Would you write out all of the records that follow, exactly as they stand?

Collected data entries:
**********
use std::sync::Arc;

use tokio::sync::Mutex as AsyncMutex;
use tracing::info;

use super::identity::{StoreError, SubmissionStore};
use super::{Submission, SubmissionId};
use crate::gateway::{DocCheckerApi, GatewayError};
use crate::status::StatusReconciler;

#[derive(Debug, thiserror::Error)]
pub enum SubmissionError {
    #[error("unable to initialise submission: {0}")]
    Start(#[source] GatewayError),
    #[error(transparent)]
    Store(#[from] StoreError),
}

/// Sole owner of the current submission id. Every read-modify-write of the id
/// goes through this type.
pub struct SubmissionLifecycle {
    api: Arc<dyn DocCheckerApi>,
    store: Arc<dyn SubmissionStore>,
    status: Arc<StatusReconciler>,
    creation: AsyncMutex<()>,
}

impl SubmissionLifecycle {
    pub fn new(
        api: Arc<dyn DocCheckerApi>,
        store: Arc<dyn SubmissionStore>,
        status: Arc<StatusReconciler>,
    ) -> Self {
        Self {
            api,
            store,
            status,
            creation: AsyncMutex::new(()),
        }
    }

    pub fn current(&self) -> Result<Option<SubmissionId>, StoreError> {
        self.store.get()
    }

    /// Returns the stored id, creating a submission for `opportunity_id` only
    /// when none is stored. A stored id is returned as-is even if it was
    /// created for a different opportunity; switching opportunities requires
    /// an explicit [`reset`](Self::reset) or [`start`](Self::start).
    ///
    /// Concurrent callers share a single creation request.
    pub async fn ensure_submission(
        &self,
        opportunity_id: &str,
    ) -> Result<SubmissionId, SubmissionError> {
        if let Some(existing) = self.store.get()? {
            return Ok(existing);
        }

        let _creating = self.creation.lock().await;
        if let Some(existing) = self.store.get()? {
            return Ok(existing);
        }

        let submission = self.create(opportunity_id).await?;
        Ok(submission.submission_id)
    }

    /// Starts a fresh submission, replacing whatever id was stored and dropping
    /// the status view of the old one.
    pub async fn start(&self, opportunity_id: &str) -> Result<Submission, SubmissionError> {
        let _creating = self.creation.lock().await;
        self.status.clear();
        self.create(opportunity_id).await
    }

    /// Replaces the current id with one the backend handed back, e.g. after a
    /// rotation during descriptor issuance.
    pub fn adopt(&self, submission_id: &SubmissionId) -> Result<(), StoreError> {
        let current = self.store.get()?;
        if current.as_ref() == Some(submission_id) {
            return Ok(());
        }

        info!(
            previous = current.as_ref().map(SubmissionId::as_str).unwrap_or_default(),
            adopted = %submission_id,
            "backend rotated submission id"
        );
        self.store.set(Some(submission_id))
    }

    /// Forgets the stored id and the status view tied to it.
    pub fn reset(&self) -> Result<(), StoreError> {
        self.store.set(None)?;
        self.status.clear();
        info!("submission reset");
        Ok(())
    }

    async fn create(&self, opportunity_id: &str) -> Result<Submission, SubmissionError> {
        let submission = self
            .api
            .start_submission(opportunity_id)
            .await
            .map_err(SubmissionError::Start)?;
        self.store.set(Some(&submission.submission_id))?;
        info!(
            submission_id = %submission.submission_id,
            opportunity_id = %submission.opportunity_id,
            "submission started"
        );
        Ok(submission)
    }
}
**********
Written solution:
use std::sync::Arc;

use tokio::sync::Mutex as AsyncMutex;
use tracing::info;

use super::identity::{StoreError, SubmissionStore};
use super::{Submission, SubmissionId};
use crate::gateway::{DocCheckerApi, GatewayError};
use crate::status::StatusReconciler;

#[derive(Debug, thiserror::Error)]
pub enum SubmissionError {
    #[error("unable to initialise submission: {0}")]
    Start(#[source] GatewayError),
    #[error(transparent)]
    Store(#[from] StoreError),
}

/// Sole owner of the current submission id. Every read-modify-write of the id
/// goes through this type.
pub struct SubmissionLifecycle {
    api: Arc<dyn DocCheckerApi>,
    store: Arc<dyn SubmissionStore>,
    status: Arc<StatusReconciler>,
    creation: AsyncMutex<()>,
}

impl SubmissionLifecycle {
    pub fn new(
        api: Arc<dyn DocCheckerApi>,
        store: Arc<dyn SubmissionStore>,
        status: Arc<StatusReconciler>,
    ) -> Self {
        Self {
            api,
            store,
            status,
            creation: AsyncMutex::new(()),
        }
    }

    pub fn current(&self) -> Result<Option<SubmissionId>, StoreError> {
        self.store.get()
    }

    /// Returns the stored id, creating a submission for `opportunity_id` only
    /// when none is stored. A stored id is returned as-is even if it was
    /// created for a different opportunity; switching opportunities requires
    /// an explicit [`reset`](Self::reset) or [`start`](Self::start).
    ///
    /// Concurrent callers share a single creation request.
    pub async fn ensure_submission(
        &self,
        opportunity_id: &str,
    ) -> Result<SubmissionId, SubmissionError> {
        if let Some(existing) = self.store.get()? {
            return Ok(existing);
        }

        let _creating = self.creation.lock().await;
        if let Some(existing) = self.store.get()? {
            return Ok(existing);
        }

        let submission = self.create(opportunity_id).await?;
        Ok(submission.submission_id)
    }

    /// Starts a fresh submission, replacing whatever id was stored and dropping
    /// the status view of the old one.
    pub async fn start(&self, opportunity_id: &str) -> Result<Submission, SubmissionError> {
        let _creating = self.creation.lock().await;
        self.status.clear();
        self.create(opportunity_id).await
    }

    /// Replaces the current id with one the backend handed back, e.g. after a
    /// rotation during descriptor issuance.
    pub fn adopt(&self, submission_id: &SubmissionId) -> Result<(), StoreError> {
        let current = self.store.get()?;
        if current.as_ref() == Some(submission_id) {
            return Ok(());
        }

        info!(
            previous = current.as_ref().map(SubmissionId::as_str).unwrap_or_default(),
            adopted = %submission_id,
            "backend rotated submission id"
        );
        self.store.set(Some(submission_id))
    }

    /// Forgets the stored id and the status view tied to it.
    pub fn reset(&self) -> Result<(), StoreError> {
        self.store.set(None)?;
        self.status.clear();
        info!("submission reset");
        Ok(())
    }

    async fn create(&self, opportunity_id: &str) -> Result<Submission, SubmissionError> {
        let submission = self
            .api
            .start_submission(opportunity_id)
            .await
            .map_err(SubmissionError::Start)?;
        self.store.set(Some(&submission.submission_id))?;
        info!(
            submission_id = %submission.submission_id,
            opportunity_id = %submission.opportunity_id,
            "submission started"
        );
        Ok(submission)
    }
}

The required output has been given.